Embedding¶
Formula¶
\[
e_i = E[i] \in \mathbb{R}^d
\]
Parameters¶
- \(E\in\mathbb{R}^{V\times d}\): embedding matrix
- \(i\): token/item index
- \(e_i\): dense vector representation
What it means¶
An embedding maps a discrete ID (token, item, node) to a learned dense vector.
What it's used for¶
- Token representations in language models.
- Categorical feature representations in ML systems.
Key properties¶
- Similar entities can learn nearby vectors.
- Usually trained jointly with the task model.
Common gotchas¶
- OOV/unknown handling depends on tokenization scheme.
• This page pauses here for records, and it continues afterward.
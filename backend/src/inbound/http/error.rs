//! HTTP mapping for domain errors.
//!
//! Keeps the domain error type transport-agnostic while letting handlers
//! return domain failures directly; Actix turns them into a consistent JSON
//! envelope with the right status code.

use actix_web::{HttpResponse, ResponseError, http::StatusCode};
use tracing::error;

use crate::domain::{Error, ErrorCode};

/// Convenient result alias for HTTP handlers.
pub type ApiResult<T> = Result<T, Error>;

fn status_for(code: ErrorCode) -> StatusCode {
    match code {
        ErrorCode::InvalidRequest => StatusCode::BAD_REQUEST,
        ErrorCode::Unauthorized => StatusCode::UNAUTHORIZED,
        ErrorCode::Forbidden => StatusCode::FORBIDDEN,
        ErrorCode::NotFound => StatusCode::NOT_FOUND,
        _ => StatusCode::INTERNAL_SERVER_ERROR,
    }
}

/// Internal failures keep their detail in the logs, not the response body.
fn redact_if_internal(error: &Error) -> Error {
    if matches!(error.code(), ErrorCode::InternalError) {
        error!(message = error.message(), "internal error returned to client");
        Error::internal("internal server error")
    } else {
        error.clone()
    }
}

impl ResponseError for Error {
    fn status_code(&self) -> StatusCode {
        status_for(self.code())
    }

    fn error_response(&self) -> HttpResponse {
        HttpResponse::build(self.status_code()).json(redact_if_internal(self))
    }
}

impl From<actix_web::Error> for Error {
    fn from(err: actix_web::Error) -> Self {
        // Framework errors carry implementation detail that must not leak.
        error!(error = %err, "actix error promoted to domain error");
        Error::internal("internal server error")
    }
}
//! Post feed services: creation, owner-only edits, likes and comments, and
//! the cursor-paginated listing flow shared with the directory.
//!
//! Likes and comments are read-modify-write appends like review appends, so
//! they run under the same per-entity lock discipline.

use std::sync::Arc;

use async_trait::async_trait;
use chrono::Utc;
use pagination::{Page, PageRequest};
use serde_json::{Value, json};
use uuid::Uuid;

use crate::domain::directory::{fetch_page, map_store_error};
use crate::domain::error::Error;
use crate::domain::filter::PostFilter;
use crate::domain::ids::{CommentId, PostId, UserId};
use crate::domain::locks::EntityLocks;
use crate::domain::ports::{
    Clause, Collection, CommentReceipt, DocumentStore, FeedCommand, FeedQuery, Sort, SortDirection,
};
use crate::domain::post::{Comment, Post, PostChanges, PostDraft};

const FEATURED_LIMIT: usize = 20;

/// Feed service implementing the driving ports over a document store.
pub struct FeedService<S> {
    store: Arc<S>,
    locks: EntityLocks,
}

impl<S> FeedService<S> {
    /// Create a new service over the given store.
    pub fn new(store: Arc<S>) -> Self {
        Self {
            store,
            locks: EntityLocks::new(),
        }
    }
}

impl<S: DocumentStore> FeedService<S> {
    fn decode(doc: Value) -> Result<Post, Error> {
        serde_json::from_value(doc)
            .map_err(|err| Error::internal(format!("malformed post document: {err}")))
    }

    async fn load(&self, id: &PostId) -> Result<Post, Error> {
        let doc = self
            .store
            .get(Collection::POSTS, id.as_ref())
            .await
            .map_err(map_store_error)?
            .ok_or_else(|| Error::not_found(format!("no post {id}")))?;
        Self::decode(doc)
    }

    fn require_author(post: &Post, caller: &UserId) -> Result<(), Error> {
        if &post.user_id == caller {
            Ok(())
        } else {
            Err(Error::forbidden("only the author may modify this post"))
        }
    }
}

#[async_trait]
impl<S: DocumentStore> FeedQuery for FeedService<S> {
    async fn list(&self, filter: PostFilter, page: PageRequest) -> Result<Page<Post>, Error> {
        let built = filter.build();
        let envelope = fetch_page(self.store.as_ref(), Collection::POSTS, &built, &page).await?;
        envelope.try_map(Self::decode)
    }

    async fn featured(&self) -> Result<Vec<Post>, Error> {
        let sort = Sort {
            field: "createdAt",
            direction: SortDirection::Desc,
        };
        let batch = self
            .store
            .query(
                Collection::POSTS,
                &[Clause::eq("isPinned", true)],
                sort,
                FEATURED_LIMIT,
                None,
            )
            .await
            .map_err(map_store_error)?;
        batch.into_iter().map(Self::decode).collect()
    }

    async fn fetch(&self, id: &PostId) -> Result<Post, Error> {
        self.load(id).await
    }
}

#[async_trait]
impl<S: DocumentStore> FeedCommand for FeedService<S> {
    async fn create(&self, author: UserId, draft: PostDraft) -> Result<Post, Error> {
        draft
            .validate()
            .map_err(|err| Error::invalid_request(err.to_string()))?;

        let mut post = Post {
            // Placeholder until the store assigns the real identifier.
            id: PostId::new("pending").map_err(|err| Error::internal(err.to_string()))?,
            user_id: author,
            content: draft.content,
            category: draft.category,
            city: draft.city,
            state: draft.state,
            likes: 0,
            comments: Vec::new(),
            is_pinned: false,
            created_at: Utc::now(),
        };

        let mut doc = serde_json::to_value(&post)
            .map_err(|err| Error::internal(format!("failed to serialize post: {err}")))?;
        if let Some(fields) = doc.as_object_mut() {
            fields.remove("id");
        }

        let id = self
            .store
            .insert(Collection::POSTS, doc)
            .await
            .map_err(map_store_error)?;
        post.id = PostId::new(id).map_err(|err| Error::internal(err.to_string()))?;
        tracing::info!(post = %post.id, author = %post.user_id, "post created");
        Ok(post)
    }

    async fn update(
        &self,
        id: &PostId,
        caller: &UserId,
        changes: PostChanges,
    ) -> Result<Post, Error> {
        let _guard = self.locks.acquire(id.as_ref()).await;
        let post = self.load(id).await?;
        Self::require_author(&post, caller)?;
        if changes.is_empty() {
            return Err(Error::invalid_request("no fields to update"));
        }

        let mut partial = serde_json::Map::new();
        let mut updated = post;
        if let Some(content) = changes.content {
            if content.trim().is_empty() {
                return Err(Error::invalid_request("post content must not be empty"));
            }
            partial.insert("content".into(), json!(content));
            updated.content = content;
        }
        if let Some(category) = changes.category {
            partial.insert("category".into(), json!(category));
            updated.category = category;
        }
        if let Some(city) = changes.city {
            partial.insert("city".into(), json!(city));
            updated.city = city;
        }
        if let Some(state) = changes.state {
            partial.insert("state".into(), json!(state));
            updated.state = state;
        }
        if let Some(is_pinned) = changes.is_pinned {
            partial.insert("isPinned".into(), json!(is_pinned));
            updated.is_pinned = is_pinned;
        }

        self.store
            .update(Collection::POSTS, id.as_ref(), Value::Object(partial))
            .await
            .map_err(map_store_error)?;
        Ok(updated)
    }

    async fn delete(&self, id: &PostId, caller: &UserId) -> Result<(), Error> {
        let _guard = self.locks.acquire(id.as_ref()).await;
        let post = self.load(id).await?;
        Self::require_author(&post, caller)?;
        self.store
            .delete(Collection::POSTS, id.as_ref())
            .await
            .map_err(map_store_error)?;
        tracing::info!(post = %id, "post deleted");
        Ok(())
    }

    async fn like(&self, id: &PostId, _caller: &UserId) -> Result<Post, Error> {
        let _guard = self.locks.acquire(id.as_ref()).await;
        let mut post = self.load(id).await?;
        post.likes = post.likes.saturating_add(1);
        self.store
            .update(
                Collection::POSTS,
                id.as_ref(),
                json!({ "likes": post.likes }),
            )
            .await
            .map_err(map_store_error)?;
        Ok(post)
    }

    async fn comment(
        &self,
        id: &PostId,
        caller: UserId,
        content: String,
    ) -> Result<CommentReceipt, Error> {
        let comment = Comment::from_text(
            CommentId::new(Uuid::new_v4().to_string())
                .map_err(|err| Error::internal(err.to_string()))?,
            caller,
            content,
            Utc::now(),
        )
        .map_err(|err| Error::invalid_request(err.to_string()))?;

        let _guard = self.locks.acquire(id.as_ref()).await;
        let mut post = self.load(id).await?;
        post.comments.push(comment.clone());
        self.store
            .update(
                Collection::POSTS,
                id.as_ref(),
                json!({ "comments": post.comments }),
            )
            .await
            .map_err(map_store_error)?;
        Ok(CommentReceipt { post, comment })
    }
}
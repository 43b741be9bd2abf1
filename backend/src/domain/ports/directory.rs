//! Driving ports for the business directory.

use async_trait::async_trait;
use pagination::{Page, PageRequest};

use crate::domain::business::{Business, BusinessChanges, BusinessDraft, Review, ReviewDraft};
use crate::domain::error::Error;
use crate::domain::filter::BusinessFilter;
use crate::domain::ids::{BusinessId, UserId};

/// Outcome of a successful review append: the updated business with its
/// recomputed aggregates, plus the review as stored.
#[derive(Debug, Clone, PartialEq)]
pub struct ReviewReceipt {
    pub business: Business,
    pub review: Review,
}

/// Read side of the directory.
#[cfg_attr(test, mockall::automock)]
#[async_trait]
pub trait DirectoryQuery: Send + Sync {
    /// One page of filtered, sorted businesses.
    ///
    /// When a search term is present the substring predicate runs after the
    /// store fetch, so a page may hold fewer than `page_size` items while
    /// `has_more` stays true (best-effort per page).
    async fn list(
        &self,
        filter: BusinessFilter,
        page: PageRequest,
    ) -> Result<Page<Business>, Error>;

    /// Pinned businesses surfaced outside the cursor flow.
    async fn featured(&self) -> Result<Vec<Business>, Error>;

    /// Fetch a single business.
    async fn fetch(&self, id: &BusinessId) -> Result<Business, Error>;
}

/// Write side of the directory.
#[cfg_attr(test, mockall::automock)]
#[async_trait]
pub trait DirectoryCommand: Send + Sync {
    /// Create a business owned by the caller.
    async fn create(&self, owner: UserId, draft: BusinessDraft) -> Result<Business, Error>;

    /// Apply owner-only changes.
    async fn update(
        &self,
        id: &BusinessId,
        caller: &UserId,
        changes: BusinessChanges,
    ) -> Result<Business, Error>;

    /// Owner-only deletion.
    async fn delete(&self, id: &BusinessId, caller: &UserId) -> Result<(), Error>;

    /// Append a review and recompute the aggregate fields atomically.
    ///
    /// Any authenticated caller may review; there is no ownership check.
    async fn append_review(
        &self,
        id: &BusinessId,
        caller: UserId,
        draft: ReviewDraft,
    ) -> Result<ReviewReceipt, Error>;
}

/// Fixture query port: an empty directory.
#[derive(Debug, Default, Clone, Copy)]
pub struct FixtureDirectoryQuery;

#[async_trait]
impl DirectoryQuery for FixtureDirectoryQuery {
    async fn list(
        &self,
        _filter: BusinessFilter,
        _page: PageRequest,
    ) -> Result<Page<Business>, Error> {
        Ok(Page::empty())
    }

    async fn featured(&self) -> Result<Vec<Business>, Error> {
        Ok(Vec::new())
    }

    async fn fetch(&self, id: &BusinessId) -> Result<Business, Error> {
        Err(Error::not_found(format!("no business {id}")))
    }
}
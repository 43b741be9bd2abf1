//! Domain-level error type.
//!
//! Transport agnostic: the HTTP adapter maps [`Error`] to status codes and a
//! JSON envelope. Services translate port failures into this taxonomy before
//! returning, so raw adapter errors never reach callers.

use serde::{Deserialize, Serialize};
use serde_json::Value;

/// Stable machine-readable code describing the failure category.
#[derive(Debug, Clone, Copy, PartialEq, Eq, Hash, Serialize, Deserialize)]
#[non_exhaustive]
#[serde(rename_all = "snake_case")]
pub enum ErrorCode {
    /// The request is malformed or fails validation.
    InvalidRequest,
    /// No caller identity was presented.
    Unauthorized,
    /// Authenticated but not permitted to perform this action.
    Forbidden,
    /// The requested entity does not exist.
    NotFound,
    /// Unexpected failure inside the domain or a collaborator.
    InternalError,
}

/// Domain error payload carried to adapters.
///
/// ## Invariants
/// - `message` is non-empty once trimmed; constructors fall back to a
///   placeholder rather than emitting a blank message.
#[derive(Debug, Clone, PartialEq, Serialize)]
#[serde(rename_all = "camelCase")]
pub struct Error {
    code: ErrorCode,
    message: String,
    #[serde(skip_serializing_if = "Option::is_none")]
    details: Option<Value>,
}

impl Error {
    /// Create a new error with the given code and message.
    pub fn new(code: ErrorCode, message: impl Into<String>) -> Self {
        let message = message.into();
        let message = if message.trim().is_empty() {
            "unspecified error".to_owned()
        } else {
            message
        };
        Self {
            code,
            message,
            details: None,
        }
    }

    /// Stable machine-readable error code.
    pub fn code(&self) -> ErrorCode {
        self.code
    }

    /// Human-readable message returned to adapters.
    pub fn message(&self) -> &str {
        self.message.as_str()
    }

    /// Supplementary structured details for clients.
    pub fn details(&self) -> Option<&Value> {
        self.details.as_ref()
    }

    /// Attach structured details to the error.
    pub fn with_details(mut self, details: Value) -> Self {
        self.details = Some(details);
        self
    }

    /// Convenience constructor for [`ErrorCode::InvalidRequest`].
    pub fn invalid_request(message: impl Into<String>) -> Self {
        Self::new(ErrorCode::InvalidRequest, message)
    }

    /// Convenience constructor for [`ErrorCode::Unauthorized`].
    pub fn unauthorized(message: impl Into<String>) -> Self {
        Self::new(ErrorCode::Unauthorized, message)
    }

    /// Convenience constructor for [`ErrorCode::Forbidden`].
    pub fn forbidden(message: impl Into<String>) -> Self {
        Self::new(ErrorCode::Forbidden, message)
    }

    /// Convenience constructor for [`ErrorCode::NotFound`].
    pub fn not_found(message: impl Into<String>) -> Self {
        Self::new(ErrorCode::NotFound, message)
    }

    /// Convenience constructor for [`ErrorCode::InternalError`].
    pub fn internal(message: impl Into<String>) -> Self {
        Self::new(ErrorCode::InternalError, message)
    }
}

impl std::fmt::Display for Error {
    fn fmt(&self, f: &mut std::fmt::Formatter<'_>) -> std::fmt::Result {
        write!(f, "{}", self.message)
    }
}

impl std::error::Error for Error {}

#[cfg(test)]
mod tests {
    use super::*;
    use serde_json::json;

    #[test]
    fn constructors_set_the_expected_code() {
        assert_eq!(Error::not_found("gone").code(), ErrorCode::NotFound);
        assert_eq!(Error::forbidden("no").code(), ErrorCode::Forbidden);
        assert_eq!(
            Error::invalid_request("bad").code(),
            ErrorCode::InvalidRequest
        );
    }

    #[test]
    fn blank_messages_are_replaced() {
        let err = Error::internal("   ");
        assert_eq!(err.message(), "unspecified error");
    }

    #[test]
    fn details_round_trip_into_the_payload() {
        let err = Error::invalid_request("rating out of range")
            .with_details(json!({ "field": "rating" }));
        let payload = serde_json::to_value(&err).expect("serializable");
        assert_eq!(payload["code"], "invalid_request");
        assert_eq!(payload["details"]["field"], "rating");
    }

    #[test]
    fn error_codes_serialize_snake_case() {
        let raw = serde_json::to_string(&ErrorCode::InternalError).expect("serializable");
        assert_eq!(raw, "\"internal_error\"");
    }
}
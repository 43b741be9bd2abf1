//! Business directory services: the collection update coordinator and the
//! filtered, cursor-paginated listing flow.
//!
//! Review appends are the one stateful, order-sensitive operation here: read
//! the document, append, recompute the aggregate, write every aggregate
//! field back together. The per-entity lock keeps concurrent appends from
//! overwriting each other because the store has no atomic array append.

use std::sync::Arc;

use async_trait::async_trait;
use chrono::Utc;
use pagination::{Cursor, Page, PageRequest};
use serde_json::{Value, json};
use uuid::Uuid;

use crate::domain::business::{
    Business, BusinessChanges, BusinessDraft, Review, ReviewDraft, compute_aggregate,
};
use crate::domain::error::Error;
use crate::domain::filter::{BuiltQuery, BusinessFilter};
use crate::domain::ids::{BusinessId, ReviewId, UserId};
use crate::domain::locks::EntityLocks;
use crate::domain::ports::{
    Clause, Collection, DirectoryCommand, DirectoryQuery, DocumentStore, DocumentStoreError,
    ReviewReceipt, Sort, SortDirection,
};

/// Pinned listings are a single bounded list, not a cursor flow.
const FEATURED_LIMIT: usize = 20;

/// Directory service implementing the driving ports over a document store.
pub struct DirectoryService<S> {
    store: Arc<S>,
    locks: EntityLocks,
}

impl<S> DirectoryService<S> {
    /// Create a new service over the given store.
    pub fn new(store: Arc<S>) -> Self {
        Self {
            store,
            locks: EntityLocks::new(),
        }
    }
}

pub(crate) fn map_store_error(error: DocumentStoreError) -> Error {
    match error {
        DocumentStoreError::Connection { message } => {
            Error::internal(format!("document store unavailable: {message}"))
        }
        DocumentStoreError::Query { message } => {
            Error::internal(format!("document store error: {message}"))
        }
        DocumentStoreError::NotFound { collection, id } => {
            Error::not_found(format!("no document {id} in {collection}"))
        }
    }
}

pub(crate) fn invalid_cursor_error(error: pagination::CursorError) -> Error {
    Error::invalid_request("invalid cursor").with_details(json!({
        "code": match error {
            pagination::CursorError::Malformed => "cursor_malformed",
            pagination::CursorError::ScopeMismatch => "cursor_scope_mismatch",
        },
    }))
}

/// Identifier of a fetched document, used to mint continuation cursors.
pub(crate) fn document_id(doc: &Value) -> String {
    doc.get("id")
        .and_then(Value::as_str)
        .unwrap_or_default()
        .to_owned()
}

/// Fetch one page of raw documents and wrap it in the page envelope.
///
/// The continuation cursor always references the last fetched document, so
/// a post-fetch search predicate can only shorten the page, never skip
/// store positions.
pub(crate) async fn fetch_page<S: DocumentStore>(
    store: &S,
    collection: Collection,
    built: &BuiltQuery,
    page: &PageRequest,
) -> Result<Page<Value>, Error> {
    let scope = built.scope();
    let after = match page.cursor() {
        Some(raw) => {
            let cursor = Cursor::decode(raw).map_err(invalid_cursor_error)?;
            cursor.require_scope(&scope).map_err(invalid_cursor_error)?;
            Some(cursor.last_id().to_owned())
        }
        None => None,
    };

    let batch = store
        .query(
            collection,
            &built.clauses,
            built.sort,
            page.page_size(),
            after,
        )
        .await
        .map_err(map_store_error)?;

    let envelope = Page::from_batch(batch, page.page_size(), &scope, document_id);
    Ok(match &built.search {
        Some(term) => envelope.retain(|doc| term.matches(doc)),
        None => envelope,
    })
}

impl<S: DocumentStore> DirectoryService<S> {
    fn decode(doc: Value) -> Result<Business, Error> {
        serde_json::from_value(doc)
            .map_err(|err| Error::internal(format!("malformed business document: {err}")))
    }

    async fn load(&self, id: &BusinessId) -> Result<Business, Error> {
        let doc = self
            .store
            .get(Collection::BUSINESSES, id.as_ref())
            .await
            .map_err(map_store_error)?
            .ok_or_else(|| Error::not_found(format!("no business {id}")))?;
        Self::decode(doc)
    }

    fn require_owner(business: &Business, caller: &UserId) -> Result<(), Error> {
        if &business.owner_id == caller {
            Ok(())
        } else {
            Err(Error::forbidden("only the owner may modify this business"))
        }
    }
}

#[async_trait]
impl<S: DocumentStore> DirectoryQuery for DirectoryService<S> {
    async fn list(
        &self,
        filter: BusinessFilter,
        page: PageRequest,
    ) -> Result<Page<Business>, Error> {
        let built = filter.build();
        let envelope = fetch_page(self.store.as_ref(), Collection::BUSINESSES, &built, &page).await?;
        envelope.try_map(Self::decode)
    }

    async fn featured(&self) -> Result<Vec<Business>, Error> {
        let sort = Sort {
            field: "createdAt",
            direction: SortDirection::Desc,
        };
        let batch = self
            .store
            .query(
                Collection::BUSINESSES,
                &[Clause::eq("isPinned", true)],
                sort,
                FEATURED_LIMIT,
                None,
            )
            .await
            .map_err(map_store_error)?;
        batch.into_iter().map(Self::decode).collect()
    }

    async fn fetch(&self, id: &BusinessId) -> Result<Business, Error> {
        self.load(id).await
    }
}

#[async_trait]
impl<S: DocumentStore> DirectoryCommand for DirectoryService<S> {
    async fn create(&self, owner: UserId, draft: BusinessDraft) -> Result<Business, Error> {
        draft
            .validate()
            .map_err(|err| Error::invalid_request(err.to_string()))?;

        let aggregate = compute_aggregate(&[]);
        let mut business = Business {
            // Placeholder until the store assigns the real identifier.
            id: BusinessId::new("pending").map_err(|err| Error::internal(err.to_string()))?,
            owner_id: owner,
            name: draft.name,
            description: draft.description,
            category: draft.category,
            city: draft.city,
            state: draft.state,
            address: draft.address,
            phone: draft.phone,
            reviews: Vec::new(),
            rating_score: aggregate.score,
            review_count: aggregate.count,
            rating_tier: aggregate.tier,
            is_pinned: false,
            created_at: Utc::now(),
        };

        let mut doc = serde_json::to_value(&business)
            .map_err(|err| Error::internal(format!("failed to serialize business: {err}")))?;
        if let Some(fields) = doc.as_object_mut() {
            fields.remove("id");
        }

        let id = self
            .store
            .insert(Collection::BUSINESSES, doc)
            .await
            .map_err(map_store_error)?;
        business.id = BusinessId::new(id).map_err(|err| Error::internal(err.to_string()))?;
        tracing::info!(business = %business.id, owner = %business.owner_id, "business created");
        Ok(business)
    }

    async fn update(
        &self,
        id: &BusinessId,
        caller: &UserId,
        changes: BusinessChanges,
    ) -> Result<Business, Error> {
        let _guard = self.locks.acquire(id.as_ref()).await;
        let business = self.load(id).await?;
        Self::require_owner(&business, caller)?;
        if changes.is_empty() {
            return Err(Error::invalid_request("no fields to update"));
        }
        changes
            .validate()
            .map_err(|err| Error::invalid_request(err.to_string()))?;

        let mut partial = serde_json::Map::new();
        let mut updated = business;
        if let Some(name) = changes.name {
            partial.insert("name".into(), json!(name));
            updated.name = name;
        }
        if let Some(description) = changes.description {
            partial.insert("description".into(), json!(description));
            updated.description = Some(description);
        }
        if let Some(category) = changes.category {
            partial.insert("category".into(), json!(category));
            updated.category = category;
        }
        if let Some(city) = changes.city {
            partial.insert("city".into(), json!(city));
            updated.city = city;
        }
        if let Some(state) = changes.state {
            partial.insert("state".into(), json!(state));
            updated.state = state;
        }
        if let Some(address) = changes.address {
            partial.insert("address".into(), json!(address));
            updated.address = Some(address);
        }
        if let Some(phone) = changes.phone {
            partial.insert("phone".into(), json!(phone));
            updated.phone = Some(phone);
        }
        if let Some(is_pinned) = changes.is_pinned {
            partial.insert("isPinned".into(), json!(is_pinned));
            updated.is_pinned = is_pinned;
        }

        self.store
            .update(Collection::BUSINESSES, id.as_ref(), Value::Object(partial))
            .await
            .map_err(map_store_error)?;
        Ok(updated)
    }

    async fn delete(&self, id: &BusinessId, caller: &UserId) -> Result<(), Error> {
        let _guard = self.locks.acquire(id.as_ref()).await;
        let business = self.load(id).await?;
        Self::require_owner(&business, caller)?;
        self.store
            .delete(Collection::BUSINESSES, id.as_ref())
            .await
            .map_err(map_store_error)?;
        tracing::info!(business = %id, "business deleted");
        Ok(())
    }

    async fn append_review(
        &self,
        id: &BusinessId,
        caller: UserId,
        draft: ReviewDraft,
    ) -> Result<ReviewReceipt, Error> {
        let review = Review::from_draft(
            ReviewId::new(Uuid::new_v4().to_string())
                .map_err(|err| Error::internal(err.to_string()))?,
            caller,
            draft,
            Utc::now(),
        )
        .map_err(|err| {
            Error::invalid_request(err.to_string()).with_details(json!({
                "field": match err {
                    crate::domain::business::ReviewValidationError::RatingOutOfRange => "rating",
                    crate::domain::business::ReviewValidationError::EmptyComment => "comment",
                },
            }))
        })?;

        // Hold the entity lock across the whole read-modify-write so a
        // concurrent append cannot overwrite this one.
        let _guard = self.locks.acquire(id.as_ref()).await;
        let mut business = self.load(id).await?;

        business.reviews.push(review.clone());
        let aggregate = compute_aggregate(&business.reviews);
        business.rating_score = aggregate.score;
        business.review_count = aggregate.count;
        business.rating_tier = aggregate.tier;

        // The four aggregate-bearing fields always travel together.
        self.store
            .update(
                Collection::BUSINESSES,
                id.as_ref(),
                json!({
                    "reviews": business.reviews,
                    "ratingScore": aggregate.score,
                    "reviewCount": aggregate.count,
                    "ratingTier": aggregate.tier,
                }),
            )
            .await
            .map_err(map_store_error)?;

        tracing::debug!(
            business = %id,
            score = aggregate.score,
            count = aggregate.count,
            tier = %aggregate.tier,
            "review appended"
        );
        Ok(ReviewReceipt { business, review })
    }
}

#[cfg(test)]
mod tests;
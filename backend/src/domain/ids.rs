//! Opaque entity identifiers.
//!
//! The document store assigns identifiers at insert time; the domain treats
//! them as opaque non-empty strings. Newtypes keep a business id from being
//! handed to a post lookup by accident.

use serde::{Deserialize, Serialize};
use std::fmt;

/// Error returned when an identifier fails validation.
#[derive(Debug, Clone, PartialEq, Eq, thiserror::Error)]
#[error("identifier must not be empty")]
pub struct IdValidationError;

macro_rules! opaque_id {
    ($(#[$meta:meta])* $name:ident) => {
        $(#[$meta])*
        #[derive(Debug, Clone, PartialEq, Eq, Hash, Serialize, Deserialize)]
        #[serde(transparent)]
        pub struct $name(String);

        impl $name {
            /// Construct from a raw string, rejecting blank values.
            pub fn new(raw: impl Into<String>) -> Result<Self, IdValidationError> {
                let raw = raw.into();
                if raw.trim().is_empty() {
                    return Err(IdValidationError);
                }
                Ok(Self(raw))
            }
        }

        impl AsRef<str> for $name {
            fn as_ref(&self) -> &str {
                self.0.as_str()
            }
        }

        impl fmt::Display for $name {
            fn fmt(&self, f: &mut fmt::Formatter<'_>) -> fmt::Result {
                f.write_str(&self.0)
            }
        }
    };
}

opaque_id! {
    /// Identity of an authenticated caller, supplied by the auth provider.
    UserId
}

opaque_id! {
    /// Identifier of a business document.
    BusinessId
}

opaque_id! {
    /// Identifier of a post document.
    PostId
}

opaque_id! {
    /// Identifier of a review inside a business document.
    ReviewId
}

opaque_id! {
    /// Identifier of a comment inside a post document.
    CommentId
}

#[cfg(test)]
mod tests {
    use super::*;

    #[test]
    fn blank_ids_are_rejected() {
        assert_eq!(UserId::new("  "), Err(IdValidationError));
        assert_eq!(BusinessId::new(""), Err(IdValidationError));
    }

    #[test]
    fn ids_preserve_their_raw_form() {
        let id = PostId::new("post-7").expect("valid id");
        assert_eq!(id.as_ref(), "post-7");
        assert_eq!(id.to_string(), "post-7");
    }

    #[test]
    fn ids_serialize_transparently() {
        let id = ReviewId::new("r1").expect("valid id");
        assert_eq!(
            serde_json::to_string(&id).expect("serializable"),
            "\"r1\""
        );
    }
}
- Vocabulary size heavily affects memory cost.
Example¶
A vocabulary of size \(50{,}000\) with dimension \(768\) uses an embedding matrix \(E\in\mathbb{R}^{50000\times768}\).
How to Compute (Pseudocode)¶
Input: index sequence i[1..L], embedding matrix E
Output: embedding vectors e[1..L]
for each position t:
e[t] <- E[i[t]] # row lookup
return e
Complexity¶
- Time: \(O(Ld)\) to read/write \(L\) embedding vectors of dimension \(d\) (lookup itself is O(1) per row plus vector copy)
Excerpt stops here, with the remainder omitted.